A tão conhecida Lara Croft passou por poucas e boas na última franquia, lançada em 2013. Sozinha em uma ilha, a jovem e inexperiente arqueóloga foi forçada a se tornar uma aventureira em busca pela sobrevivência. Agora, em Rise of the Tomb Raider, Lara possui mais experiência e sua jornada tem como objetivo adquirir um artefato valioso – a fonte da vida eterna. Mas será que o game promete? Descubra em nossa análise!

Análise de Rise of the Tomb Raider Xbox One
Imagem/Reprodução: GameSpot

Dessa vez, Rise of the Tomb Raider uni todas os recursos que o primeiro game tinha de bom e as torna ainda melhores (de fato), além de trazer novos aprimoramentos a um mundo semi-aberto recheado de segredos, relíquias, ação e paisagens belíssimas. Da mesma forma, a narrativa nos revela uma Lara Croft que demonstra suas motivações mais profundas, determinada a honrar o legado de seu pai, também arqueólogo.

Lara Croft se vê bem interessada com a Fonte Divina, relíquia que supostamente traz a imortalidade e era investigada por seu pai, Richard Croft. O problema é que ela não está sozinha. A organização Trindade, que age como antagonista, rastreia constantemente os seus passos e quer fazer de tudo para obter o artefato antes de Lara Croft.

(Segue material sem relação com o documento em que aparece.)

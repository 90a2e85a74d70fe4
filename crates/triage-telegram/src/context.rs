use std::sync::Arc;

use triage_core::TriageConfig;
use triage_store::{SettingsCache, Store};

/// Shared dependencies injected into every ingress handler.
pub struct IngressContext {
    pub store: Store,
    pub settings: Arc<SettingsCache>,
    pub config: TriageConfig,
}
//! Nightly sweep of idle operator groups.
//!
//! A group is reaped when its user has no open ticket and their newest
//! ticket is older than the idle cutoff. Deletion goes through the same
//! worker identity that created the group.

use chrono::{DateTime, Utc};
use tokio::sync::watch;
use tracing::{error, info, warn};

use triage_store::{GroupBinding, Store};
use triage_workers::WorkerPool;

use crate::error::Result;

/// Daily run time, UTC.
const RUN_HOUR_UTC: u32 = 3;
/// Pause after a failed sweep before rescheduling.
const ERROR_BACKOFF: std::time::Duration = std::time::Duration::from_secs(300);

pub struct Janitor {
    store: Store,
    pool: WorkerPool,
    idle_days: i64,
}

impl Janitor {
    pub fn new(store: Store, pool: WorkerPool, idle_days: i64) -> Self {
        Self {
            store,
            pool,
            idle_days,
        }
    }

    /// Sleep until 03:00 UTC, sweep, repeat. Interruptible at the sleep.
    pub async fn run(self, mut shutdown: watch::Receiver<bool>) {
        info!("janitor started");
        loop {
            let wait = sleep_until_next_run(Utc::now());
            info!(seconds = wait.as_secs(), "janitor sleeping until next 03:00 UTC run");
            tokio::select! {
                _ = tokio::time::sleep(wait) => {
                    if let Err(e) = self.sweep().await {
                        error!("janitor sweep error: {e}");
                        tokio::time::sleep(ERROR_BACKOFF).await;
                    }
                }
                _ = shutdown.changed() => {
                    if *shutdown.borrow() {
                        info!("janitor shutting down");
                        break;
                    }
                }
            }
        }
    }

    /// One pass over every group binding. Idempotent: a second run with no
    /// newly-idle groups deletes nothing.
    pub async fn sweep(&self) -> Result<()> {
        let cutoff = Utc::now() - chrono::Duration::days(self.idle_days);
        for binding in self.store.all_group_bindings()? {
            if let Err(e) = self.sweep_one(&binding, cutoff).await {
                error!(
                    user_id = binding.user_id,
                    group_id = binding.group_id,
                    error = %e,
                    "binding sweep failed"
                );
            }
        }
        Ok(())
    }

    async fn sweep_one(&self, binding: &GroupBinding, cutoff: DateTime<Utc>) -> Result<()> {
        if !self.store.open_tickets(binding.user_id)?.is_empty() {
            return Ok(());
        }
        // No ticket history at all also means skip.
        let Some(latest) = self.store.latest_ticket_date(binding.user_id)? else {
            return Ok(());
        };
        if latest > cutoff {
            return Ok(());
        }

        let worker = match self.pool.by_name(&binding.created_by).await {
            Ok(worker) => worker,
            Err(e) => {
                warn!(
                    identity = %binding.created_by,
                    group_id = binding.group_id,
                    error = %e,
                    "janitor cannot open creator session"
                );
                return Ok(());
            }
        };
        let deleted = worker.api().delete_group(binding.group_id.abs()).await;
        worker.release().await;

        match deleted {
            Ok(()) => {
                self.store.delete_group_binding(binding.user_id)?;
                info!(
                    user_id = binding.user_id,
                    group_id = binding.group_id,
                    "idle operator group deleted"
                );
            }
            Err(e) => warn!(group_id = binding.group_id, error = %e, "group delete failed"),
        }
        Ok(())
    }
}

/// Duration from `now` to the next 03:00 UTC.
pub(crate) fn sleep_until_next_run(now: DateTime<Utc>) -> std::time::Duration {
    let today = now
        .date_naive()
        .and_hms_opt(RUN_HOUR_UTC, 0, 0)
        .expect("valid wall-clock time")
        .and_utc();
    let target = if now >= today {
        today + chrono::Duration::days(1)
    } else {
        today
    };
    (target - now).to_std().unwrap_or_default()
}

#[cfg(test)]
mod tests {
    use std::collections::HashMap;
    use std::path::Path;
    use std::sync::{Arc, Mutex};

    use async_trait::async_trait;
    use chrono::TimeZone;

    use triage_core::config::{ProxyConfig, WorkersConfig};
    use triage_workers::{Connect, ProxyDescriptor, UserApi, WorkerIdentity};

    use super::*;

    #[test]
    fn next_run_is_today_before_three_utc() {
        let now = Utc.with_ymd_and_hms(2026, 3, 10, 1, 30, 0).unwrap();
        assert_eq!(sleep_until_next_run(now).as_secs(), 90 * 60);
    }

    #[test]
    fn next_run_rolls_to_tomorrow_at_or_after_three_utc() {
        let now = Utc.with_ymd_and_hms(2026, 3, 10, 3, 0, 0).unwrap();
        assert_eq!(sleep_until_next_run(now).as_secs(), 24 * 3600);
        let now = Utc.with_ymd_and_hms(2026, 3, 10, 12, 0, 0).unwrap();
        assert_eq!(sleep_until_next_run(now).as_secs(), 15 * 3600);
    }

    #[derive(Default)]
    struct FakeState {
        deleted_groups: Vec<i64>,
        fail_delete: bool,
        unauthorized: HashMap<String, bool>,
    }

    struct FakeConnect {
        state: Arc<Mutex<FakeState>>,
    }

    struct FakeApi {
        authorized: bool,
        state: Arc<Mutex<FakeState>>,
    }

    #[async_trait]
    impl Connect for FakeConnect {
        async fn connect(
            &self,
            identity: &WorkerIdentity,
            _proxy: &ProxyDescriptor,
        ) -> triage_workers::error::Result<Box<dyn UserApi>> {
            let authorized = !self
                .state
                .lock()
                .unwrap()
                .unauthorized
                .get(&identity.name)
                .copied()
                .unwrap_or(false);
            Ok(Box::new(FakeApi {
                authorized,
                state: Arc::clone(&self.state),
            }))
        }
    }

    #[async_trait]
    impl UserApi for FakeApi {
        async fn is_authorized(&self) -> triage_workers::error::Result<bool> {
            Ok(self.authorized)
        }
        async fn resolve_username(&self, _u: &str) -> triage_workers::error::Result<i64> {
            Ok(1)
        }
        async fn create_group(
            &self,
            _t: &str,
            _m: &[i64],
        ) -> triage_workers::error::Result<i64> {
            Ok(100)
        }
        async fn edit_group_title(&self, _g: i64, _t: &str) -> triage_workers::error::Result<()> {
            Ok(())
        }
        async fn promote_admin(&self, _g: i64, _m: i64) -> triage_workers::error::Result<()> {
            Ok(())
        }
        async fn set_group_about(&self, _g: i64, _a: &str) -> triage_workers::error::Result<()> {
            Ok(())
        }
        async fn set_group_photo(&self, _g: i64, _p: &Path) -> triage_workers::error::Result<()> {
            Ok(())
        }
        async fn delete_group(&self, group_id: i64) -> triage_workers::error::Result<()> {
            let mut state = self.state.lock().unwrap();
            if state.fail_delete {
                return Err(triage_workers::WorkerError::Bridge("boom".into()));
            }
            state.deleted_groups.push(group_id);
            Ok(())
        }
        async fn disconnect(&self) {}
    }

    fn fixture(state: Arc<Mutex<FakeState>>, idle_days: i64) -> (Janitor, Store, tempfile::TempDir) {
        let dir = tempfile::tempdir().unwrap();
        std::fs::write(dir.path().join("+371000001.session"), b"blob").unwrap();
        std::fs::write(
            dir.path().join("+371000001.json"),
            r#"{"app_id": 1, "app_hash": "h"}"#,
        )
        .unwrap();

        let store = Store::new(rusqlite::Connection::open_in_memory().unwrap()).unwrap();
        let config = WorkersConfig {
            sessions_dir: dir.path().display().to_string(),
            group_limit: 45,
            bridge_url: String::new(),
            proxy: ProxyConfig::default(),
        };
        let pool = WorkerPool::new(&config, store.clone(), Arc::new(FakeConnect { state }));
        (Janitor::new(store.clone(), pool, idle_days), store, dir)
    }

    // idle_days = -1 puts the cutoff in the future, so freshly created
    // tickets already count as idle.
    #[tokio::test]
    async fn sweep_deletes_idle_group_and_binding_once() {
        let state = Arc::new(Mutex::new(FakeState::default()));
        let (janitor, store, _dir) = fixture(Arc::clone(&state), -1);

        let ticket_id = store.append_user_message(555, 1, "old issue", false).unwrap();
        store.close_ticket(ticket_id).unwrap();
        store.upsert_group_binding(555, -4242, "+371000001").unwrap();

        janitor.sweep().await.unwrap();
        assert_eq!(state.lock().unwrap().deleted_groups, vec![4242]);
        assert!(store.group_binding(555).unwrap().is_none());

        // Second run finds nothing to delete.
        janitor.sweep().await.unwrap();
        assert_eq!(state.lock().unwrap().deleted_groups.len(), 1);
    }

    #[tokio::test]
    async fn sweep_skips_users_with_open_tickets() {
        let state = Arc::new(Mutex::new(FakeState::default()));
        let (janitor, store, _dir) = fixture(Arc::clone(&state), -1);

        store.append_user_message(555, 1, "still talking", false).unwrap();
        store.upsert_group_binding(555, -4242, "+371000001").unwrap();

        janitor.sweep().await.unwrap();
        assert!(state.lock().unwrap().deleted_groups.is_empty());
        assert!(store.group_binding(555).unwrap().is_some());
    }

    #[tokio::test]
    async fn sweep_skips_users_with_no_ticket_history() {
        let state = Arc::new(Mutex::new(FakeState::default()));
        let (janitor, store, _dir) = fixture(Arc::clone(&state), -1);

        store.upsert_group_binding(555, -4242, "+371000001").unwrap();

        janitor.sweep().await.unwrap();
        assert!(state.lock().unwrap().deleted_groups.is_empty());
    }

    #[tokio::test]
    async fn recent_activity_is_left_alone() {
        let state = Arc::new(Mutex::new(FakeState::default()));
        // Real cutoff: 5 days back. The fresh ticket is newer than that.
        let (janitor, store, _dir) = fixture(Arc::clone(&state), 5);

        let ticket_id = store.append_user_message(555, 1, "recent", false).unwrap();
        store.close_ticket(ticket_id).unwrap();
        store.upsert_group_binding(555, -4242, "+371000001").unwrap();

        janitor.sweep().await.unwrap();
        assert!(state.lock().unwrap().deleted_groups.is_empty());
        assert!(store.group_binding(555).unwrap().is_some());
    }

    #[tokio::test]
    async fn unauthorized_creator_session_is_skipped_with_binding_kept() {
        let state = Arc::new(Mutex::new(FakeState {
            unauthorized: HashMap::from([("+371000001".to_string(), true)]),
            ..Default::default()
        }));
        let (janitor, store, _dir) = fixture(Arc::clone(&state), -1);

        let ticket_id = store.append_user_message(555, 1, "old", false).unwrap();
        store.close_ticket(ticket_id).unwrap();
        store.upsert_group_binding(555, -4242, "+371000001").unwrap();

        janitor.sweep().await.unwrap();
        assert!(state.lock().unwrap().deleted_groups.is_empty());
        assert!(store.group_binding(555).unwrap().is_some());
    }

    #[tokio::test]
    async fn failed_delete_keeps_the_binding() {
        let state = Arc::new(Mutex::new(FakeState {
            fail_delete: true,
            ..Default::default()
        }));
        let (janitor, store, _dir) = fixture(Arc::clone(&state), -1);

        let ticket_id = store.append_user_message(555, 1, "old", false).unwrap();
        store.close_ticket(ticket_id).unwrap();
        store.upsert_group_binding(555, -4242, "+371000001").unwrap();

        janitor.sweep().await.unwrap();
        assert!(store.group_binding(555).unwrap().is_some());
    }
}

Análise de Rise of the Tomb Raider Xbox One
Imagem/Reprodução: GameSpot

O roteiro do game é muito bem escrito, apresenta certas reviravoltas e faz um bom trabalho em adicionar Lara em diversas aventuras, colocando em evidência a evolução dela desde sua primeira aventura até o ponto em que ela se encontra nesse momento, uma exploradora experiente, com novas ambições e, é claro, habilidades. Vale lembrar que, o game está dublado em português brasileiro.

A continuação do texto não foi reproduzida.